◆ What needs to be done
Read the records and gather each line that includes "PollResponse".

◆ Given entries
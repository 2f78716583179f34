//! Byte and hexadecimal codec
//!
//! This module defines stateless conversions between byte sequences,
//! hexadecimal text, and fixed-width numeric representations.
//!
//! The functions here are pure: they allocate their own output, never touch
//! shared buffers, and are safe to call from any number of threads. Each
//! submodule covers one concern:
//! - `hex`: byte sequences to and from hexadecimal text
//! - `pack`: fixed-width reinterpretation between bytes, integers, and
//!   IEEE-754 doubles
//!
//! Byte order is little-endian everywhere in `pack`; `hex` preserves the
//! order of its input.

mod hex;
mod pack;

pub use hex::{hex_byte, hexdump, hexlify, unhexlify};
pub use pack::{pack_f64, pack_u8, pack_u32, unpack_f64, unpack_u8, unpack_u32};

pub(crate) use pack::{f64_from_le, f64_to_le};

/// Errors that may occur while encoding or decoding byte sequences.
#[derive(Debug, PartialEq, Eq)]
pub enum CodecError {
    /// Hexadecimal text is malformed: odd length, or a character outside
    /// `[0-9a-fA-F]`.
    InvalidFormat,

    /// A byte buffer does not have the exact length required by the
    /// requested width.
    SizeMismatch,
}
use bitcodec::codec::{
    CodecError, hex_byte, hexdump, hexlify, pack_f64, pack_u8, pack_u32, unhexlify, unpack_f64,
    unpack_u8, unpack_u32,
};

#[test]
fn codec_hex_byte_is_zero_padded_lowercase() {
    assert_eq!(hex_byte(0x00), "00");
    assert_eq!(hex_byte(0x0f), "0f");
    assert_eq!(hex_byte(0xab), "ab");
    assert_eq!(hex_byte(0xff), "ff");
}

#[test]
fn codec_hexlify_preserves_order() {
    assert_eq!(hexlify(&[]), "");
    assert_eq!(hexlify(&[0xde, 0xad, 0xbe, 0xef]), "deadbeef");
    assert_eq!(hexlify(&[0x00, 0x01, 0xff]), "0001ff");
}

#[test]
fn codec_unhexlify_inverts_hexlify() {
    let bytes = [0x00u8, 0x7f, 0x80, 0xff, 0x12, 0x34];
    assert_eq!(unhexlify(&hexlify(&bytes)).unwrap(), bytes);

    assert_eq!(unhexlify("").unwrap(), Vec::<u8>::new());
    assert_eq!(unhexlify("cafebabe").unwrap(), vec![0xca, 0xfe, 0xba, 0xbe]);
}

#[test]
fn codec_unhexlify_accepts_uppercase() {
    assert_eq!(unhexlify("DEADBEEF").unwrap(), vec![0xde, 0xad, 0xbe, 0xef]);
    assert_eq!(unhexlify("DeAdBeEf").unwrap(), vec![0xde, 0xad, 0xbe, 0xef]);
}

#[test]
fn codec_unhexlify_rejects_odd_length() {
    assert_eq!(unhexlify("abc"), Err(CodecError::InvalidFormat));
    assert_eq!(unhexlify("1"), Err(CodecError::InvalidFormat));
}

#[test]
fn codec_unhexlify_rejects_non_hex_characters() {
    assert_eq!(unhexlify("zz"), Err(CodecError::InvalidFormat));
    assert_eq!(unhexlify("12g4"), Err(CodecError::InvalidFormat));
    assert_eq!(unhexlify("0x12"), Err(CodecError::InvalidFormat));
}

#[test]
fn codec_hexdump_groups_sixteen_bytes_per_line() {
    let data: Vec<u8> = (0u8..17).collect();
    let dump = hexdump(&data);

    let lines: Vec<&str> = dump.split('\n').collect();
    assert_eq!(lines.len(), 2);
    assert_eq!(
        lines[0],
        "00 01 02 03 04 05 06 07   08 09 0a 0b 0c 0d 0e 0f"
    );
    assert_eq!(lines[1], "10");
}

#[test]
fn codec_hexdump_short_line_has_no_extra_gap() {
    assert_eq!(hexdump(&[0xaa, 0xbb, 0xcc]), "aa bb cc");
    assert_eq!(hexdump(&[]), "");
}

#[test]
fn codec_pack_unpack_u8() {
    assert_eq!(pack_u8(0x41), [0x41]);
    assert_eq!(unpack_u8(&[0x41]).unwrap(), 0x41);
    assert_eq!(unpack_u8(&[]), Err(CodecError::SizeMismatch));
    assert_eq!(unpack_u8(&[1, 2]), Err(CodecError::SizeMismatch));
}

#[test]
fn codec_pack_unpack_u32_little_endian() {
    assert_eq!(pack_u32(0xdeadbeef), [0xef, 0xbe, 0xad, 0xde]);
    assert_eq!(unpack_u32(&[0xef, 0xbe, 0xad, 0xde]).unwrap(), 0xdeadbeef);
    assert_eq!(unpack_u32(&[1, 2, 3]), Err(CodecError::SizeMismatch));
    assert_eq!(unpack_u32(&[1, 2, 3, 4, 5]), Err(CodecError::SizeMismatch));
}

#[test]
fn codec_pack_f64_is_bit_exact() {
    assert_eq!(pack_f64(1.0), 1.0f64.to_bits().to_le_bytes());

    for d in [0.0, -0.0, 1.5, -13.37, f64::MAX, f64::MIN_POSITIVE] {
        let packed = pack_f64(d);
        let back = unpack_f64(&packed).unwrap();
        assert_eq!(back.to_bits(), d.to_bits());
    }
}

#[test]
fn codec_unpack_f64_requires_eight_bytes() {
    assert_eq!(unpack_f64(&[0u8; 7]), Err(CodecError::SizeMismatch));
    assert_eq!(unpack_f64(&[0u8; 9]), Err(CodecError::SizeMismatch));
    assert_eq!(unpack_f64(&[0u8; 8]).unwrap(), 0.0);
}

#[test]
fn codec_pack_f64_round_trips_nan_payloads() {
    // NaN payload bits must survive pack/unpack untouched.
    let nan = f64::from_bits(0x7ff8_0000_dead_beef);
    let packed = pack_f64(nan);
    assert_eq!(unpack_f64(&packed).unwrap().to_bits(), nan.to_bits());
}
//! Fixed-width reinterpretation between bytes and native values.
//!
//! Each supported width has its own explicit pack/unpack pair instead of a
//! single width-dispatching entry point, so the type of every conversion is
//! visible at the call site.
//!
//! All byte representations are little-endian. The `f64` pair operates on
//! the raw IEEE-754 bit pattern, never on the numeric value; every float
//! reinterpretation in the crate goes through this file.

use crate::codec::CodecError;

/// Packs a byte into its one-byte representation.
pub fn pack_u8(value: u8) -> [u8; 1] {
    [value]
}

/// Packs a 32-bit integer into its little-endian byte representation.
pub fn pack_u32(value: u32) -> [u8; 4] {
    value.to_le_bytes()
}

/// Packs a double's raw IEEE-754 bit pattern into little-endian bytes.
///
/// Every double has a defined bit pattern, NaNs included, so this never
/// fails and round-trips bit-exactly through [`unpack_f64`].
pub fn pack_f64(value: f64) -> [u8; 8] {
    f64_to_le(value)
}

/// Reads a one-byte buffer back as a byte.
///
/// # Errors
///
/// Returns [`CodecError::SizeMismatch`] unless `bytes.len() == 1`.
pub fn unpack_u8(bytes: &[u8]) -> Result<u8, CodecError> {
    match bytes {
        &[b] => Ok(b),
        _ => Err(CodecError::SizeMismatch),
    }
}

/// Reads a little-endian four-byte buffer back as a 32-bit integer.
///
/// # Errors
///
/// Returns [`CodecError::SizeMismatch`] unless `bytes.len() == 4`.
pub fn unpack_u32(bytes: &[u8]) -> Result<u32, CodecError> {
    let raw: [u8; 4] = bytes.try_into().map_err(|_| CodecError::SizeMismatch)?;

    Ok(u32::from_le_bytes(raw))
}

/// Reinterprets a little-endian eight-byte buffer as a double's bit
/// pattern.
///
/// # Errors
///
/// Returns [`CodecError::SizeMismatch`] unless `bytes.len() == 8`.
pub fn unpack_f64(bytes: &[u8]) -> Result<f64, CodecError> {
    let raw: [u8; 8] = bytes.try_into().map_err(|_| CodecError::SizeMismatch)?;

    Ok(f64_from_le(raw))
}

/// Reinterprets exactly eight little-endian bytes as a double.
pub(crate) fn f64_from_le(bytes: [u8; 8]) -> f64 {
    f64::from_bits(u64::from_le_bytes(bytes))
}

/// Reinterprets a double as exactly eight little-endian bytes.
pub(crate) fn f64_to_le(value: f64) -> [u8; 8] {
    value.to_bits().to_le_bytes()
}
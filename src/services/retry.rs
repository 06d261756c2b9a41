use std::time::Duration;

use serde::{Deserialize, Serialize};
use strum::{AsRefStr, Display};

/// Failure classes for secondary (post-resolution) media fetches.
#[derive(Debug, Clone, Copy, PartialEq, Eq, Hash, Serialize, Deserialize, Display, AsRefStr)]
#[serde(rename_all = "snake_case")]
#[strum(serialize_all = "snake_case")]
pub enum FailureClass {
    Aborted,
    Network,
    Decode,
    Unsupported,
    Unknown,
}

impl FailureClass {
    /// Only transport-level failures can succeed on a second attempt.
    pub fn is_transient(self) -> bool {
        matches!(self, FailureClass::Aborted | FailureClass::Network)
    }
}

#[derive(Debug, Clone, Copy, PartialEq, Eq)]
pub enum RetryDecision {
    RetryAfter(Duration),
    GiveUp,
}

/// Retry rule for media fetches. Distinct from job polling: this applies to
/// files of jobs that have already resolved.
#[derive(Debug, Clone, Copy, PartialEq, Eq)]
pub struct RetryPolicy {
    pub max_retries: u32,
    pub base_delay: Duration,
}

impl Default for RetryPolicy {
    fn default() -> Self {
        Self {
            max_retries: 2,
            base_delay: Duration::from_secs(1),
        }
    }
}

impl RetryPolicy {
    pub fn new(max_retries: u32, base_delay: Duration) -> Self {
        Self {
            max_retries,
            base_delay,
        }
    }

    /// `attempt` is the 1-based number of the attempt that just failed.
    pub fn decide(&self, class: FailureClass, attempt: u32) -> RetryDecision {
        if !class.is_transient() || attempt > self.max_retries {
            return RetryDecision::GiveUp;
        }
        RetryDecision::RetryAfter(self.delay_for(attempt))
    }

    /// Delay grows with the attempt number: `attempt * base_delay`.
    pub fn delay_for(&self, attempt: u32) -> Duration {
        self.base_delay.saturating_mul(attempt.max(1))
    }
}

#[cfg(test)]
mod tests {
    use super::*;

    #[test]
    fn test_network_retried_up_to_cap() {
        let policy = RetryPolicy::default();
        assert_eq!(
            policy.decide(FailureClass::Network, 1),
            RetryDecision::RetryAfter(Duration::from_secs(1))
        );
        assert_eq!(
            policy.decide(FailureClass::Aborted, 2),
            RetryDecision::RetryAfter(Duration::from_secs(2))
        );
        assert_eq!(policy.decide(FailureClass::Network, 3), RetryDecision::GiveUp);
    }

    #[test]
    fn test_terminal_classes_never_retried() {
        let policy = RetryPolicy::default();
        for class in [
            FailureClass::Decode,
            FailureClass::Unsupported,
            FailureClass::Unknown,
        ] {
            assert_eq!(policy.decide(class, 1), RetryDecision::GiveUp, "{}", class);
        }
    }

    #[test]
    fn test_zero_cap_disables_retries() {
        let policy = RetryPolicy::new(0, Duration::from_millis(250));
        assert_eq!(policy.decide(FailureClass::Network, 1), RetryDecision::GiveUp);
    }
}
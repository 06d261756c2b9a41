//! Test doubles for the engine's external capabilities, plus HTTP helpers
//! for end-to-end runs against a live relay.
#![allow(dead_code)]

use std::collections::{HashMap, VecDeque};
use std::sync::atomic::{AtomicBool, AtomicU32, Ordering};
use std::sync::Arc;
use std::time::Duration;

use async_trait::async_trait;
use job_relay::models::job::{CostParameters, JobId, JobKind};
use job_relay::models::submission::{JobStatusResponse, SubmitRequest, SubmitResponse};
use job_relay::services::backend::{
    BackendError, BackendSet, JobBackend, PollResponse, SubmitEnvelope,
};
use job_relay::services::coordinator::{EngineConfig, JobCoordinator};
use job_relay::services::correlation::CorrelationIdGenerator;
use job_relay::services::media::{MediaBody, MediaFailure, MediaSource};
use job_relay::services::timeout::TimeoutPolicy;
use parking_lot::Mutex;
use reqwest::{multipart, Url};
use serde_json::Value;
use tokio::time::{sleep, Instant};

pub const POLL_INTERVAL: Duration = Duration::from_secs(1);

/// Backend whose result store is scripted per job.
pub struct FakeBackend {
    view: Url,
    reject_submissions: AtomicBool,
    failing_polls: AtomicU32,
    submit_latency: Mutex<Duration>,
    fetch_latency: Mutex<Duration>,
    respond_after: Mutex<Option<(Duration, PollResponse)>>,
    scripted: Mutex<HashMap<JobId, (Instant, PollResponse)>>,
    submitted: Mutex<Vec<SubmitEnvelope>>,
    polls: AtomicU32,
}

impl FakeBackend {
    pub fn new() -> Arc<Self> {
        Arc::new(Self {
            view: Url::parse("http://comfy.test:8188/view").unwrap(),
            reject_submissions: AtomicBool::new(false),
            failing_polls: AtomicU32::new(0),
            submit_latency: Mutex::new(Duration::ZERO),
            fetch_latency: Mutex::new(Duration::ZERO),
            respond_after: Mutex::new(None),
            scripted: Mutex::new(HashMap::new()),
            submitted: Mutex::new(Vec::new()),
            polls: AtomicU32::new(0),
        })
    }

    /// Every job submitted from now on becomes ready `delay` after submission.
    pub fn respond_after(&self, delay: Duration, response: PollResponse) {
        *self.respond_after.lock() = Some((delay, response));
    }

    pub fn reject_submissions(&self) {
        self.reject_submissions.store(true, Ordering::SeqCst);
    }

    pub fn fail_next_polls(&self, count: u32) {
        self.failing_polls.store(count, Ordering::SeqCst);
    }

    pub fn set_submit_latency(&self, latency: Duration) {
        *self.submit_latency.lock() = latency;
    }

    pub fn set_fetch_latency(&self, latency: Duration) {
        *self.fetch_latency.lock() = latency;
    }

    pub fn polls(&self) -> u32 {
        self.polls.load(Ordering::SeqCst)
    }

    pub fn submitted(&self) -> Vec<SubmitEnvelope> {
        self.submitted.lock().clone()
    }
}

#[async_trait]
impl JobBackend for FakeBackend {
    fn name(&self) -> &str {
        "fake"
    }

    async fn submit(&self, envelope: &SubmitEnvelope) -> Result<(), BackendError> {
        let latency = *self.submit_latency.lock();
        if !latency.is_zero() {
            sleep(latency).await;
        }
        if self.reject_submissions.load(Ordering::SeqCst) {
            return Err(BackendError::Status {
                status: 503,
                body: "queue full".to_string(),
            });
        }
        self.submitted.lock().push(envelope.clone());

        let script = self.respond_after.lock().clone();
        if let Some((delay, response)) = script {
            self.scripted
                .lock()
                .insert(envelope.id.clone(), (Instant::now() + delay, response));
        }
        Ok(())
    }

    async fn fetch_result(&self, id: &JobId) -> Result<PollResponse, BackendError> {
        self.polls.fetch_add(1, Ordering::SeqCst);

        let latency = *self.fetch_latency.lock();
        if !latency.is_zero() {
            sleep(latency).await;
        }

        let failing = self.failing_polls.load(Ordering::SeqCst);
        if failing > 0 {
            self.failing_polls.store(failing - 1, Ordering::SeqCst);
            return Err(BackendError::Status {
                status: 502,
                body: "bad gateway".to_string(),
            });
        }

        let scripted = self.scripted.lock().get(id).cloned();
        match scripted {
            Some((ready_at, response)) if Instant::now() >= ready_at => Ok(response),
            _ => Ok(PollResponse::NotReady),
        }
    }

    fn view_endpoint(&self) -> Option<&Url> {
        Some(&self.view)
    }
}

/// Hands out predetermined ids, then `job-N`.
pub struct SequentialIds {
    ids: Mutex<VecDeque<String>>,
    counter: AtomicU32,
}

impl SequentialIds {
    pub fn new(ids: &[&str]) -> Arc<Self> {
        Arc::new(Self {
            ids: Mutex::new(ids.iter().map(|id| id.to_string()).collect()),
            counter: AtomicU32::new(0),
        })
    }
}

impl CorrelationIdGenerator for SequentialIds {
    fn new_id(&self) -> JobId {
        match self.ids.lock().pop_front() {
            Some(id) => JobId::new(id),
            None => JobId::new(format!(
                "job-{}",
                self.counter.fetch_add(1, Ordering::SeqCst)
            )),
        }
    }
}

pub fn backends_for(backend: Arc<FakeBackend>) -> BackendSet {
    let shared: Arc<dyn JobBackend> = backend;
    BackendSet::new()
        .with(JobKind::ImageGeneration, shared.clone())
        .with(JobKind::VideoGeneration, shared.clone())
        .with(JobKind::PromptAnalysis, shared)
}

pub fn engine_with(backend: Arc<FakeBackend>, ids: &[&str]) -> JobCoordinator {
    JobCoordinator::new(
        backends_for(backend),
        EngineConfig {
            poll_interval: POLL_INTERVAL,
            timeouts: TimeoutPolicy::default(),
        },
    )
    .with_id_generator(SequentialIds::new(ids))
}

pub fn analysis_request(label: &str) -> SubmitRequest {
    SubmitRequest {
        kind: JobKind::PromptAnalysis,
        label: label.to_string(),
        payload: serde_json::json!({ "image": "aGVsbG8=", "mime_type": "image/png" }),
        cost: CostParameters::default(),
    }
}

pub fn image_request(label: &str, batch_size: i64) -> SubmitRequest {
    SubmitRequest {
        kind: JobKind::ImageGeneration,
        label: label.to_string(),
        payload: serde_json::json!({ "3": { "class_type": "KSampler", "inputs": {} } }),
        cost: CostParameters::batch(batch_size),
    }
}

pub fn video_request(label: &str, frame_count: i64) -> SubmitRequest {
    SubmitRequest {
        kind: JobKind::VideoGeneration,
        label: label.to_string(),
        payload: serde_json::json!({ "12": { "class_type": "WanImageToVideo", "inputs": {} } }),
        cost: CostParameters::frames(frame_count, Some(16.0)),
    }
}

/// Media source that replays a script of attempt outcomes, then repeats
/// the fallback.
pub struct ScriptedMediaSource {
    script: Mutex<VecDeque<Result<MediaBody, MediaFailure>>>,
    fallback: Result<MediaBody, MediaFailure>,
    latency: Duration,
    calls: AtomicU32,
}

impl ScriptedMediaSource {
    pub fn new(
        script: Vec<Result<MediaBody, MediaFailure>>,
        fallback: Result<MediaBody, MediaFailure>,
    ) -> Arc<Self> {
        Self::with_latency(script, fallback, Duration::ZERO)
    }

    pub fn with_latency(
        script: Vec<Result<MediaBody, MediaFailure>>,
        fallback: Result<MediaBody, MediaFailure>,
        latency: Duration,
    ) -> Arc<Self> {
        Arc::new(Self {
            script: Mutex::new(script.into()),
            fallback,
            latency,
            calls: AtomicU32::new(0),
        })
    }

    pub fn calls(&self) -> u32 {
        self.calls.load(Ordering::SeqCst)
    }
}

#[async_trait]
impl MediaSource for ScriptedMediaSource {
    async fn get(&self, _url: &str) -> Result<MediaBody, MediaFailure> {
        self.calls.fetch_add(1, Ordering::SeqCst);
        if !self.latency.is_zero() {
            sleep(self.latency).await;
        }
        let next = self.script.lock().pop_front();
        next.unwrap_or_else(|| self.fallback.clone())
    }
}

/// Submit a job as JSON to a running relay.
pub async fn submit_job(
    client: &reqwest::Client,
    base_url: &str,
    body: &Value,
) -> Result<SubmitResponse, Box<dyn std::error::Error>> {
    let response = client
        .post(format!("{}/api/v1/jobs", base_url))
        .json(body)
        .send()
        .await?;

    let status = response.status();
    if !status.is_success() {
        let error_text = response.text().await?;
        return Err(format!("Submit failed with status {}: {}", status, error_text).into());
    }

    Ok(response.json::<SubmitResponse>().await?)
}

/// Upload an image to the analysis endpoint of a running relay.
pub async fn upload_for_analysis(
    client: &reqwest::Client,
    base_url: &str,
    filename: &str,
    image_bytes: Vec<u8>,
) -> Result<SubmitResponse, Box<dyn std::error::Error>> {
    let form = multipart::Form::new().part(
        "image",
        multipart::Part::bytes(image_bytes)
            .file_name(filename.to_string())
            .mime_str("image/png")?,
    );

    let response = client
        .post(format!("{}/api/v1/analyze", base_url))
        .multipart(form)
        .send()
        .await?;

    let status = response.status();
    if !status.is_success() {
        let error_text = response.text().await?;
        return Err(format!("Upload failed with status {}: {}", status, error_text).into());
    }

    Ok(response.json::<SubmitResponse>().await?)
}

/// Poll job status until it reaches a terminal state (with timeout).
pub async fn poll_job_status(
    client: &reqwest::Client,
    base_url: &str,
    job_id: &str,
    timeout_secs: u64,
) -> Result<JobStatusResponse, Box<dyn std::error::Error>> {
    let max_attempts = timeout_secs * 2; // Poll every 500ms

    for attempt in 0..max_attempts {
        let response = client
            .get(format!("{}/api/v1/jobs/{}", base_url, job_id))
            .send()
            .await?;

        if !response.status().is_success() {
            let error_text = response.text().await?;
            return Err(format!("Status check failed: {}", error_text).into());
        }

        let status_response = response.json::<JobStatusResponse>().await?;

        match status_response.status.as_str() {
            "success" | "timeout" | "error" | "cancelled" => return Ok(status_response),
            "pending" => {
                if attempt % 10 == 0 && attempt > 0 {
                    println!("  ... still waiting (attempt {}/{})", attempt, max_attempts);
                }
                tokio::time::sleep(Duration::from_millis(500)).await;
            }
            other => {
                return Err(format!("Unknown job status: {}", other).into());
            }
        }
    }

    Err(format!("Job did not complete within {} seconds", timeout_secs).into())
}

◆ Answer for this exercise
    BackendError, BackendSet, JobBackend, PollResponse, SubmitEnvelope,
    respond_after: Mutex<Option<(Duration, PollResponse)>>,
    scripted: Mutex<HashMap<JobId, (Instant, PollResponse)>>,
    pub fn respond_after(&self, delay: Duration, response: PollResponse) {
    async fn fetch_result(&self, id: &JobId) -> Result<PollResponse, BackendError> {
            _ => Ok(PollResponse::NotReady),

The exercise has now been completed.